- Dataset entries
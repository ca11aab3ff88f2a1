//! log_sink.rs
//! Append-only log sinks for routed telemetry.
//!
//! A sink takes `(timestamp, fields...)` rows and flushes after every write.
//! Sinks are opened per (instance, mode) by a `SinkFactory` when the host sees an
//! activation confirmed, and closed before the next one is opened.

use std::{
    collections::HashMap,
    fs::{File, create_dir_all},
    path::{Path, PathBuf},
    sync::Arc,
    time::{SystemTime, UNIX_EPOCH},
};

use csv::Writer;
use parking_lot::Mutex;

use crate::device::params::ExperimentMode;
use crate::error::{PlatformError, Result};
use crate::telemetry::TelemetrySample;

pub trait LogSink: Send {
    fn label(&self) -> &str;
    /// Append one row and flush it.
    fn write_row(&mut self, timestamp: f64, fields: &[String]) -> Result<()>;
    fn close(&mut self) -> Result<()>;
}

pub trait SinkFactory: Send + Sync {
    fn open(&self, instance: &str, mode: ExperimentMode) -> Result<Box<dyn LogSink>>;
}

/// Seconds since the Unix epoch.
pub fn wall_clock() -> f64 {
    SystemTime::now()
        .duration_since(UNIX_EPOCH)
        .unwrap_or_default()
        .as_secs_f64()
}

// ============================================================================
// CSV files
// ============================================================================

pub struct CsvLogSink {
    label: String,
    path: PathBuf,
    writer: Option<Writer<File>>,
}

impl CsvLogSink {
    pub fn create(path: &Path, mode: ExperimentMode) -> Result<Self> {
        if let Some(dir) = path.parent() {
            create_dir_all(dir)?;
        }
        let mut writer = Writer::from_path(path).map_err(csv_err)?;
        let mut header = vec!["timestamp"];
        header.extend_from_slice(TelemetrySample::columns(mode));
        writer.write_record(&header).map_err(csv_err)?;
        writer.flush()?;
        Ok(Self {
            label: path.display().to_string(),
            path: path.to_path_buf(),
            writer: Some(writer),
        })
    }

    pub fn path(&self) -> &Path {
        &self.path
    }
}

fn csv_err(e: csv::Error) -> PlatformError {
    match e.into_kind() {
        csv::ErrorKind::Io(io) => PlatformError::Io(io),
        other => PlatformError::Config(format!("csv: {other:?}")),
    }
}

impl LogSink for CsvLogSink {
    fn label(&self) -> &str {
        &self.label
    }

    fn write_row(&mut self, timestamp: f64, fields: &[String]) -> Result<()> {
        let writer = self
            .writer
            .as_mut()
            .ok_or_else(|| PlatformError::transport(format!("{} already closed", self.label)))?;
        let ts = format!("{timestamp:.6}");
        writer
            .write_record(std::iter::once(ts.as_str()).chain(fields.iter().map(String::as_str)))
            .map_err(csv_err)?;
        writer.flush()?;
        Ok(())
    }

    fn close(&mut self) -> Result<()> {
        if let Some(mut writer) = self.writer.take() {
            writer.flush()?;
        }
        Ok(())
    }
}

/// `<dir>/<instance>_<mode>_<unix seconds>.csv`
pub struct CsvSinkFactory {
    pub dir: PathBuf,
}

impl SinkFactory for CsvSinkFactory {
    fn open(&self, instance: &str, mode: ExperimentMode) -> Result<Box<dyn LogSink>> {
        let stamp = wall_clock() as u64;
        let path = self
            .dir
            .join(format!("{}_{}_{}.csv", instance, mode.segment(), stamp));
        Ok(Box::new(CsvLogSink::create(&path, mode)?))
    }
}

// ============================================================================
// In-memory sinks (tests, demo)
// ============================================================================

#[derive(Debug, Clone, PartialEq)]
pub struct LoggedRow {
    pub timestamp: f64,
    pub fields: Vec<String>,
}

#[derive(Debug, Default)]
struct MemoryLogInner {
    rows: Vec<LoggedRow>,
    closed: bool,
    writes_after_close: u64,
}

/// Shared view of what a `MemoryLogSink` received.
#[derive(Debug, Clone, Default)]
pub struct MemoryLog {
    inner: Arc<Mutex<MemoryLogInner>>,
}

impl MemoryLog {
    pub fn rows(&self) -> Vec<LoggedRow> {
        self.inner.lock().rows.clone()
    }

    pub fn len(&self) -> usize {
        self.inner.lock().rows.len()
    }

    pub fn is_empty(&self) -> bool {
        self.len() == 0
    }

    pub fn is_closed(&self) -> bool {
        self.inner.lock().closed
    }

    pub fn writes_after_close(&self) -> u64 {
        self.inner.lock().writes_after_close
    }
}

pub struct MemoryLogSink {
    label: String,
    log: MemoryLog,
}

impl MemoryLogSink {
    pub fn new(label: &str) -> (Self, MemoryLog) {
        let log = MemoryLog::default();
        (
            Self {
                label: label.to_string(),
                log: log.clone(),
            },
            log,
        )
    }
}

impl LogSink for MemoryLogSink {
    fn label(&self) -> &str {
        &self.label
    }

    fn write_row(&mut self, timestamp: f64, fields: &[String]) -> Result<()> {
        let mut inner = self.log.inner.lock();
        if inner.closed {
            inner.writes_after_close += 1;
            return Err(PlatformError::transport(format!("{} already closed", self.label)));
        }
        inner.rows.push(LoggedRow {
            timestamp,
            fields: fields.to_vec(),
        });
        Ok(())
    }

    fn close(&mut self) -> Result<()> {
        self.log.inner.lock().closed = true;
        Ok(())
    }
}

/// Opens one `MemoryLogSink` per activation and keeps every log for inspection.
#[derive(Default, Clone)]
pub struct MemorySinkFactory {
    logs: Arc<Mutex<HashMap<String, Vec<MemoryLog>>>>,
}

impl MemorySinkFactory {
    pub fn new() -> Self {
        Self::default()
    }

    /// Every log opened for `instance`, oldest first.
    pub fn logs_for(&self, instance: &str) -> Vec<MemoryLog> {
        self.logs.lock().get(instance).cloned().unwrap_or_default()
    }

    pub fn rows_for(&self, instance: &str) -> usize {
        self.logs_for(instance).iter().map(MemoryLog::len).sum()
    }
}

impl SinkFactory for MemorySinkFactory {
    fn open(&self, instance: &str, mode: ExperimentMode) -> Result<Box<dyn LogSink>> {
        let (sink, log) = MemoryLogSink::new(&format!("{}/{}", instance, mode.segment()));
        self.logs
            .lock()
            .entry(instance.to_string())
            .or_default()
            .push(log);
        Ok(Box::new(sink))
    }
}

#[cfg(test)]
mod tests {
    use super::*;

    #[test]
    fn csv_sink_writes_header_and_flushes_rows() {
        let dir = tempfile::tempdir().unwrap();
        let path = dir.path().join("a_pid.csv");
        let mut sink = CsvLogSink::create(&path, ExperimentMode::Deadband).unwrap();
        sink.write_row(1.5, &["0.1".into(), "10".into(), "20.0".into(), "20.0".into(), "0".into()])
            .unwrap();

        // flushed without closing
        let text = std::fs::read_to_string(&path).unwrap();
        let lines: Vec<&str> = text.lines().collect();
        assert_eq!(lines[0], "timestamp,elapsed_time,drive,position,initial_position,motion_detected");
        assert_eq!(lines[1], "1.500000,0.1,10,20.0,20.0,0");

        sink.close().unwrap();
        assert!(sink.write_row(2.0, &[]).is_err());
    }

    #[test]
    fn memory_sink_refuses_writes_after_close() {
        let (mut sink, log) = MemoryLogSink::new("t");
        sink.write_row(0.0, &["1".into()]).unwrap();
        sink.close().unwrap();
        assert!(sink.write_row(0.0, &["2".into()]).is_err());
        assert_eq!(log.len(), 1);
        assert!(log.is_closed());
        assert_eq!(log.writes_after_close(), 1);
    }

    #[test]
    fn factory_keeps_one_log_per_activation() {
        let factory = MemorySinkFactory::new();
        factory.open("a", ExperimentMode::Pid).unwrap();
        factory.open("a", ExperimentMode::Step).unwrap();
        factory.open("b", ExperimentMode::Pid).unwrap();
        assert_eq!(factory.logs_for("a").len(), 2);
        assert_eq!(factory.logs_for("b").len(), 1);
        assert!(factory.logs_for("c").is_empty());
    }
}
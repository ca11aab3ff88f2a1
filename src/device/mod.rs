//! Device side: firmware logic of one train, run against a `Hal`.
//!
//! params -> control/step/deadband -> state machine -> node loop, with telemetry
//! going out through the emitter.

pub mod control;
pub mod deadband;
pub mod emitter;
pub mod hal;
pub mod node;
pub mod params;
pub mod state;
pub mod step;
//! param_sync.rs
//! Host side of the parameter channel for one instance.
//!
//! A worker thread owns the channel session. Outgoing commands reach it over a
//! crossbeam channel; confirmations flow back into the instance's confirmed
//! cache and out as `SyncEvent`s. After every (re)connect the worker subscribes
//! to the namespace's confirmation topics and asks the device to republish
//! everything, so the confirmed cache converges after any outage.

use std::{
    sync::{
        Arc,
        atomic::{AtomicBool, Ordering},
    },
    thread::{self, JoinHandle},
    time::{Duration, Instant},
};

use crossbeam::channel::{Receiver, Sender, bounded, unbounded};
use log::{debug, info, warn};
use parking_lot::Mutex;

use crate::channel::backoff::Backoff;
use crate::channel::bus::{ChannelConnection, Connector, Message};
use crate::channel::topic::{TopicKind, flag, parse_flag};
use crate::device::deadband::CalibrationResult;
use crate::device::params::{ExperimentMode, ParamKey};
use crate::error::{PlatformError, Result};
use crate::host::instance::{InstanceState, ParameterConfirmation, SharedInstance};
use crate::host::namespace::InstanceNamespace;

const POLL_INTERVAL: Duration = Duration::from_millis(10);
const IDLE_SLICE: Duration = Duration::from_millis(25);
/// Unread events beyond this are dropped.
const EVENT_BACKLOG: usize = 1024;

/// Runs on the worker thread for every event, before the next message is read.
pub type SyncHook = Box<dyn FnMut(&SyncEvent) + Send>;

#[derive(Debug, Clone, PartialEq)]
pub enum SyncEvent {
    Connected,
    Disconnected,
    Confirmed { key: ParamKey, value: f64 },
    Activation { mode: ExperimentMode, active: bool },
    CalibrationResult(CalibrationResult),
    CalibrationError(String),
    DeadbandApplied(f64),
}

struct Outbound {
    topic: String,
    payload: String,
}

pub struct ParamSyncClient {
    ns: InstanceNamespace,
    state: SharedInstance,
    outbound: Sender<Outbound>,
    events: Receiver<SyncEvent>,
    running: Arc<AtomicBool>,
    handle: Mutex<Option<JoinHandle<()>>>,
}

impl ParamSyncClient {
    pub fn start<C: Connector>(ns: InstanceNamespace, connector: C, state: SharedInstance) -> Result<Self> {
        Self::start_with_hook(ns, connector, state, None)
    }

    pub fn start_with_hook<C: Connector>(
        ns: InstanceNamespace,
        connector: C,
        state: SharedInstance,
        hook: Option<SyncHook>,
    ) -> Result<Self> {
        let (outbound, outbound_rx) = unbounded();
        let (events_tx, events) = bounded(EVENT_BACKLOG);
        let running = Arc::new(AtomicBool::new(true));

        let worker = SyncWorker {
            ns: ns.clone(),
            state: state.clone(),
            connector,
            conn: None,
            backoff: Backoff::default(),
            outbound: outbound_rx,
            events: events_tx,
            hook,
        };
        let flag = running.clone();
        let handle = thread::Builder::new()
            .name(format!("sync-{}", ns.instance_id))
            .spawn(move || worker.run(flag))?;

        Ok(Self {
            ns,
            state,
            outbound,
            events,
            running,
            handle: Mutex::new(Some(handle)),
        })
    }

    pub fn namespace(&self) -> &InstanceNamespace {
        &self.ns
    }

    pub fn is_connected(&self) -> bool {
        self.state.lock().channel_connected
    }

    pub fn events(&self) -> &Receiver<SyncEvent> {
        &self.events
    }

    fn send(&self, topic: String, payload: String) -> Result<()> {
        if !self.is_connected() {
            return Err(PlatformError::transport(format!("{}: channel not connected", self.ns.instance_id)));
        }
        self.outbound
            .send(Outbound { topic, payload })
            .map_err(|_| PlatformError::transport("sync worker stopped"))
    }

    /// Clamp to the namespace limits, record as commanded, publish. Returns the sent value.
    pub fn set_param(&self, key: ParamKey, value: f64) -> Result<f64> {
        let (sent, warning) = self.ns.clamp(key, value);
        if let Some(w) = warning {
            warn!("[{}] {}", self.ns.instance_id, w);
        }
        self.send(self.ns.topics.command(key), sent.to_string())?;
        self.state.lock().commanded.insert(key, sent);
        Ok(sent)
    }

    pub fn start_mode(&self, mode: ExperimentMode) -> Result<()> {
        self.send(self.ns.topics.sync(mode), flag(true).to_string())
    }

    pub fn stop_mode(&self, mode: ExperimentMode) -> Result<()> {
        self.send(self.ns.topics.sync(mode), flag(false).to_string())
    }

    pub fn request_params(&self, mode: ExperimentMode) -> Result<()> {
        self.send(self.ns.topics.request_params(mode), String::new())
    }

    pub fn apply_deadband(&self) -> Result<()> {
        self.send(self.ns.topics.deadband_apply(), flag(true).to_string())
    }

    /// Block until `pred` holds for the instance state or `timeout` passes.
    pub fn wait_until(&self, timeout: Duration, pred: impl Fn(&InstanceState) -> bool) -> bool {
        let deadline = Instant::now() + timeout;
        loop {
            if pred(&self.state.lock()) {
                return true;
            }
            if Instant::now() >= deadline {
                return false;
            }
            thread::sleep(Duration::from_millis(5));
        }
    }

    pub fn disconnect(&self) {
        self.running.store(false, Ordering::SeqCst);
        if let Some(h) = self.handle.lock().take() {
            let _ = h.join();
        }
        self.state.lock().channel_connected = false;
    }
}

impl Drop for ParamSyncClient {
    fn drop(&mut self) {
        self.disconnect();
    }
}

struct SyncWorker<C: Connector> {
    ns: InstanceNamespace,
    state: SharedInstance,
    connector: C,
    conn: Option<C::Connection>,
    backoff: Backoff,
    outbound: Receiver<Outbound>,
    events: Sender<SyncEvent>,
    hook: Option<SyncHook>,
}

impl<C: Connector> SyncWorker<C> {
    fn run(mut self, running: Arc<AtomicBool>) {
        while running.load(Ordering::SeqCst) {
            if self.conn.is_none() {
                if let Err(e) = self.connect() {
                    let delay = self.backoff.next_delay();
                    debug!(
                        "[{}] channel connect failed ({}), attempt {}, retry in {:?}",
                        self.ns.instance_id,
                        e,
                        self.backoff.attempts(),
                        delay
                    );
                    sleep_while(&running, delay);
                    continue;
                }
            }
            if let Err(e) = self.service() {
                self.lost(e);
            }
        }
        if self.conn.take().is_some() {
            info!("[{}] channel disconnected", self.ns.instance_id);
        }
    }

    fn connect(&mut self) -> Result<()> {
        let mut conn = self.connector.connect()?;
        for topic in self.ns.topics.host_subscriptions() {
            conn.subscribe(&topic)?;
        }
        for mode in ExperimentMode::ACTIVE {
            conn.publish(&self.ns.topics.request_params(mode), "")?;
        }
        self.conn = Some(conn);
        self.backoff.reset();
        self.state.lock().channel_connected = true;
        info!("[{}] channel connected, resync requested", self.ns.instance_id);
        self.emit(SyncEvent::Connected);
        Ok(())
    }

    fn lost(&mut self, e: PlatformError) {
        warn!("[{}] channel lost: {}", self.ns.instance_id, e);
        self.conn = None;
        self.state.lock().channel_connected = false;
        // queued commands belong to the dead session
        let stale = self.outbound.try_iter().count();
        if stale > 0 {
            warn!("[{}] {} queued commands discarded", self.ns.instance_id, stale);
        }
        self.emit(SyncEvent::Disconnected);
    }

    fn emit(&mut self, event: SyncEvent) {
        if let Some(hook) = self.hook.as_mut() {
            hook(&event);
        }
        let _ = self.events.try_send(event);
    }

    fn service(&mut self) -> Result<()> {
        let Some(conn) = self.conn.as_mut() else {
            return Ok(());
        };
        while let Ok(out) = self.outbound.try_recv() {
            conn.publish(&out.topic, &out.payload)?;
        }
        if let Some(msg) = conn.poll(POLL_INTERVAL)? {
            self.handle(msg);
        }
        Ok(())
    }

    fn handle(&mut self, msg: Message) {
        let Some(kind) = self.ns.topics.parse(&msg.topic) else {
            return;
        };
        let id = self.ns.instance_id.clone();
        let event = match kind {
            TopicKind::Status(key) => {
                let Ok(value) = msg.payload.trim().parse::<f64>() else {
                    warn!("[{}] bad confirmation {:?} on {}", id, msg.payload, msg.topic);
                    return;
                };
                self.state.lock().confirmed.insert(
                    key,
                    ParameterConfirmation { key, value, at: Instant::now() },
                );
                SyncEvent::Confirmed { key, value }
            }
            TopicKind::SyncStatus(mode) => {
                let Some(active) = parse_flag(&msg.payload) else {
                    warn!("[{}] bad sync status {:?}", id, msg.payload);
                    return;
                };
                let mut st = self.state.lock();
                if active {
                    st.active_mode = Some(mode);
                } else if st.active_mode == Some(mode) {
                    st.active_mode = None;
                }
                SyncEvent::Activation { mode, active }
            }
            TopicKind::DeadbandResult => match serde_json::from_str::<CalibrationResult>(&msg.payload) {
                Ok(result) => {
                    info!("[{}] deadband calibrated at {}", id, result.drive);
                    let mut st = self.state.lock();
                    st.calibration = Some(result);
                    st.calibration_error = None;
                    st.detected_deadband = Some(result.drive);
                    SyncEvent::CalibrationResult(result)
                }
                Err(e) => {
                    warn!("[{}] bad calibration result {:?}: {}", id, msg.payload, e);
                    return;
                }
            },
            TopicKind::DeadbandError => {
                warn!("[{}] calibration failed: {}", id, msg.payload);
                self.state.lock().calibration_error = Some(msg.payload.clone());
                SyncEvent::CalibrationError(msg.payload)
            }
            TopicKind::DeadbandApplied => match msg.payload.trim().parse::<f64>() {
                Ok(v) => SyncEvent::DeadbandApplied(v),
                Err(_) => return,
            },
            // our own outgoing topics
            TopicKind::Command(_)
            | TopicKind::Sync(_)
            | TopicKind::RequestParams(_)
            | TopicKind::DeadbandApply => return,
        };
        self.emit(event);
    }
}

fn sleep_while(running: &AtomicBool, total: Duration) {
    let end = Instant::now() + total;
    while running.load(Ordering::SeqCst) {
        let now = Instant::now();
        if now >= end {
            break;
        }
        thread::sleep(IDLE_SLICE.min(end - now));
    }
}

#[cfg(test)]
mod tests {
    use super::*;
    use crate::channel::bus::Broker;

    const WAIT: Duration = Duration::from_secs(2);

    fn next_event(client: &ParamSyncClient) -> SyncEvent {
        client.events().recv_timeout(WAIT).unwrap()
    }

    #[test]
    fn connect_requests_resync_for_every_mode() {
        let broker = Broker::new();
        let ns = InstanceNamespace::new("a", 0, "t/a");
        let mut device = broker.connector().connect().unwrap();
        for mode in ExperimentMode::ACTIVE {
            device.subscribe(&ns.topics.request_params(mode)).unwrap();
        }

        let client = ParamSyncClient::start(ns.clone(), broker.connector(), InstanceState::shared()).unwrap();
        assert_eq!(next_event(&client), SyncEvent::Connected);

        let mut seen = Vec::new();
        while let Some(msg) = device.poll(Duration::from_millis(100)).unwrap() {
            seen.push(msg.topic);
        }
        assert_eq!(seen.len(), 3);
        assert!(seen.contains(&"t/a/deadband/request_params".to_string()));
    }

    #[test]
    fn confirmations_fill_the_cache() {
        let broker = Broker::new();
        let ns = InstanceNamespace::new("a", 0, "t/a");
        let state = InstanceState::shared();
        let client = ParamSyncClient::start(ns.clone(), broker.connector(), state.clone()).unwrap();
        assert_eq!(next_event(&client), SyncEvent::Connected);

        let mut device = broker.connector().connect().unwrap();
        device.publish(&ns.topics.status(ParamKey::Kp), "42").unwrap();
        device.publish(&ns.topics.sync_status(ExperimentMode::Step), "true").unwrap();

        assert_eq!(next_event(&client), SyncEvent::Confirmed { key: ParamKey::Kp, value: 42.0 });
        assert_eq!(
            next_event(&client),
            SyncEvent::Activation { mode: ExperimentMode::Step, active: true }
        );
        let st = state.lock();
        assert_eq!(st.confirmed_value(ParamKey::Kp), Some(42.0));
        assert_eq!(st.active_mode, Some(ExperimentMode::Step));
    }

    #[test]
    fn commands_are_clamped_and_refused_offline() {
        let broker = Broker::new();
        broker.set_online(false);
        let mut ns = InstanceNamespace::new("a", 0, "t/a");
        ns.limits.kp_max = 100.0;
        let state = InstanceState::shared();
        let client = ParamSyncClient::start(ns.clone(), broker.connector(), state.clone()).unwrap();

        assert!(matches!(client.set_param(ParamKey::Kp, 5.0), Err(PlatformError::Transport(_))));
        assert!(state.lock().commanded.is_empty());

        broker.set_online(true);
        assert!(client.wait_until(Duration::from_secs(3), |st| st.channel_connected));

        let mut device = broker.connector().connect().unwrap();
        device.subscribe(&ns.topics.command(ParamKey::Kp)).unwrap();
        assert_eq!(client.set_param(ParamKey::Kp, 180.0).unwrap(), 100.0);
        let msg = device.poll(WAIT).unwrap().unwrap();
        assert_eq!(msg.payload, "100");
        assert_eq!(state.lock().unconfirmed(), vec![(ParamKey::Kp, 100.0)]);
    }
}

- Task to complete
Copy, from the lines above, each one that holds "Option".

- Answer to this task
    writer: Option<Writer<File>>,
    handle: Mutex<Option<JoinHandle<()>>>,
        hook: Option<SyncHook>,
    conn: Option<C::Connection>,
    hook: Option<SyncHook>,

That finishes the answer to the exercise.